* **DESCRIPTION OF THE TASK**: Repeat, please, only the lines from the top of the data down to the line with "#[derive(Debug, Error)]"; include both of those lines.

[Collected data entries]
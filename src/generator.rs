use std::time::Duration;
use log::{debug, info};
use rand::Rng;
use rayon::prelude::*;
use serde::Serialize;
use thiserror::Error;
use crate::config::GeneratorConfig;
use crate::core::Maze;
use crate::maze::{reduce_maze, BuildError, MazeBuilder, TemplateCatalog};
use crate::puzzle::{FillError, PuzzleFiller};
use crate::solver::{PuzzleSolver, SolveError};

pub const DEFAULT_TIME_TO_SOLVE: Duration = Duration::from_secs(120);

#[derive(Debug, Error)]
pub enum GenerateError {
    #[error("minimum of {min} moves is above the maximum of {max}")]
    InvalidWindow { min: usize, max: usize },
    #[error("no puzzle in the move window after {attempts} attempts")]
    AttemptsExhausted { attempts: usize },
    #[error("cannot start worker pool: {0}")]
    ThreadPool(#[from] rayon::ThreadPoolBuildError),
}

/// Why a single attempt did not produce a puzzle.
#[derive(Debug, Clone, PartialEq, Eq, Error)]
pub enum Rejection {
    #[error(transparent)]
    Build(#[from] BuildError),
    #[error(transparent)]
    Fill(#[from] FillError),
    #[error(transparent)]
    Solve(#[from] SolveError),
    #[error("solution of {moves} moves is outside {min}..={max}")]
    OutOfWindow { moves: usize, min: usize, max: usize },
}

#[derive(Clone, Debug, PartialEq, Eq)]
pub struct GeneratedPuzzle {
    pub maze: Maze,
    /// Solver estimate, an upper bound on the optimal move count.
    pub moves: usize,
}

/// Wire form of a puzzle: `[time_to_solve_ms, [[cell, ...], ...]]`.
#[derive(Serialize)]
pub struct Payload<'a>(pub u64, pub &'a Maze);

impl GeneratedPuzzle {
    pub fn payload(&self, time_to_solve: Duration) -> Payload<'_> {
        Payload(u64::try_from(time_to_solve.as_millis()).unwrap_or(u64::MAX), &self.maze)
    }

    pub fn payload_json(&self, time_to_solve: Duration) -> Result<String, serde_json::Error> {
        serde_json::to_string(&self.payload(time_to_solve))
    }
}

pub struct PuzzleGenerator {
    config: GeneratorConfig,
    catalog: TemplateCatalog,
}

impl PuzzleGenerator {
    pub fn new(config: GeneratorConfig, catalog: TemplateCatalog) -> Self {
        PuzzleGenerator { config, catalog }
    }

    pub fn config(&self) -> &GeneratorConfig {
        &self.config
    }

    pub fn catalog(&self) -> &TemplateCatalog {
        &self.catalog
    }

    /// One pass of build, reduce, fill and solve.
    pub fn attempt<R: Rng + ?Sized>(&self, rng: &mut R) -> Result<GeneratedPuzzle, Rejection> {
        let maze = MazeBuilder::new(&self.catalog, &self.config.builder).build(rng)?;
        let mut maze = reduce_maze(maze);
        PuzzleFiller::new(&self.config.filler).fill(&mut maze, rng)?;
        let solution = PuzzleSolver::new(&self.config.solver).solve(&maze)?;

        let (min, max) = (self.config.min_moves, self.config.max_moves);
        if solution.moves < min || solution.moves > max {
            return Err(Rejection::OutOfWindow { moves: solution.moves, min, max });
        }
        Ok(GeneratedPuzzle { maze, moves: solution.moves })
    }

    pub fn generate<R: Rng + ?Sized>(&self, rng: &mut R) -> Result<GeneratedPuzzle, GenerateError> {
        self.check_window()?;
        for attempt in 1..=self.config.max_attempts {
            match self.attempt(rng) {
                Ok(puzzle) => {
                    info!(
                        "accepted {}x{} puzzle with {} moves after {} attempts",
                        puzzle.maze.height(),
                        puzzle.maze.width(),
                        puzzle.moves,
                        attempt
                    );
                    return Ok(puzzle);
                }
                Err(rejection) => debug!("attempt {} rejected: {}", attempt, rejection),
            }
        }
        Err(GenerateError::AttemptsExhausted { attempts: self.config.max_attempts })
    }

    /// Spreads attempts over `jobs` worker threads, each drawing from its own
    /// OS seeded generator. Returns whichever accepted puzzle turns up first.
    pub fn generate_parallel(&self, jobs: usize) -> Result<GeneratedPuzzle, GenerateError> {
        self.check_window()?;
        let pool = rayon::ThreadPoolBuilder::new().num_threads(jobs).build()?;
        let found = pool.install(|| {
            (0..self.config.max_attempts)
                .into_par_iter()
                .find_map_any(|attempt| match self.attempt(&mut rand::rng()) {
                    Ok(puzzle) => Some(puzzle),
                    Err(rejection) => {
                        debug!("attempt {} rejected: {}", attempt, rejection);
                        None
                    }
                })
        });
        match found {
            Some(puzzle) => {
                info!("accepted puzzle with {} moves", puzzle.moves);
                Ok(puzzle)
            }
            None => Err(GenerateError::AttemptsExhausted { attempts: self.config.max_attempts }),
        }
    }

    fn check_window(&self) -> Result<(), GenerateError> {
        let (min, max) = (self.config.min_moves, self.config.max_moves);
        if min > max {
            return Err(GenerateError::InvalidWindow { min, max });
        }
        Ok(())
    }
}

/// Generates a puzzle whose solution length falls in `min_moves..=max_moves`,
/// using the default configuration and built-in templates.
pub fn generate(min_moves: Option<usize>, max_moves: Option<usize>) -> Result<GeneratedPuzzle, GenerateError> {
    let mut config = GeneratorConfig::default();
    if let Some(min) = min_moves {
        config.min_moves = min;
    }
    if let Some(max) = max_moves {
        config.max_moves = max;
    }
    PuzzleGenerator::new(config, TemplateCatalog::builtin()).generate(&mut rand::rng())
}

#[cfg(test)]
mod test {
    use super::*;
    use crate::config::SolverConfig;
    use crate::core::{BoundedGrid, Cell};

    #[test]
    fn payload_is_time_then_rows() {
        let maze = BoundedGrid::from_rows(vec![
            vec![Cell::WALL, Cell::WALL],
            vec![Cell::FLOOR, Cell::GOAL],
        ])
        .unwrap();
        let puzzle = GeneratedPuzzle { maze, moves: 42 };
        assert_eq!(
            puzzle.payload_json(DEFAULT_TIME_TO_SOLVE).unwrap(),
            "[120000,[[1,1],[2,3]]]"
        );
    }

    #[test]
    fn payload_time_saturates() {
        let maze = BoundedGrid::from_rows(vec![vec![Cell::WALL]]).unwrap();
        let puzzle = GeneratedPuzzle { maze, moves: 0 };
        assert_eq!(puzzle.payload(Duration::MAX).0, u64::MAX);
    }

    #[test]
    fn inverted_window_is_rejected() {
        let config = GeneratorConfig { min_moves: 10, max_moves: 5, ..Default::default() };
        let generator = PuzzleGenerator::new(config, TemplateCatalog::builtin());
        let mut rng = rand::rng();
        assert!(matches!(
            generator.generate(&mut rng),
            Err(GenerateError::InvalidWindow { min: 10, max: 5 })
        ));
        assert!(matches!(
            generator.generate_parallel(2),
            Err(GenerateError::InvalidWindow { .. })
        ));
    }

    #[test]
    fn impossible_window_exhausts_attempts() {
        let config = GeneratorConfig {
            min_moves: 100_000,
            max_moves: 100_000,
            max_attempts: 3,
            solver: SolverConfig { max_iterations: 2_000, ..Default::default() },
            ..Default::default()
        };
        let generator = PuzzleGenerator::new(config, TemplateCatalog::builtin());
        assert!(matches!(
            generator.generate(&mut rand::rng()),
            Err(GenerateError::AttemptsExhausted { attempts: 3 })
        ));
    }
}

* **SOLUTION FOR THIS EXERCISE**:
filename src/generator.rs
use std::time::Duration;
use log::{debug, info};
use rand::Rng;
use rayon::prelude::*;
use serde::Serialize;
use thiserror::Error;
use crate::config::GeneratorConfig;
use crate::core::Maze;
use crate::maze::{reduce_maze, BuildError, MazeBuilder, TemplateCatalog};
use crate::puzzle::{FillError, PuzzleFiller};
use crate::solver::{PuzzleSolver, SolveError};

pub const DEFAULT_TIME_TO_SOLVE: Duration = Duration::from_secs(120);

#[derive(Debug, Error)]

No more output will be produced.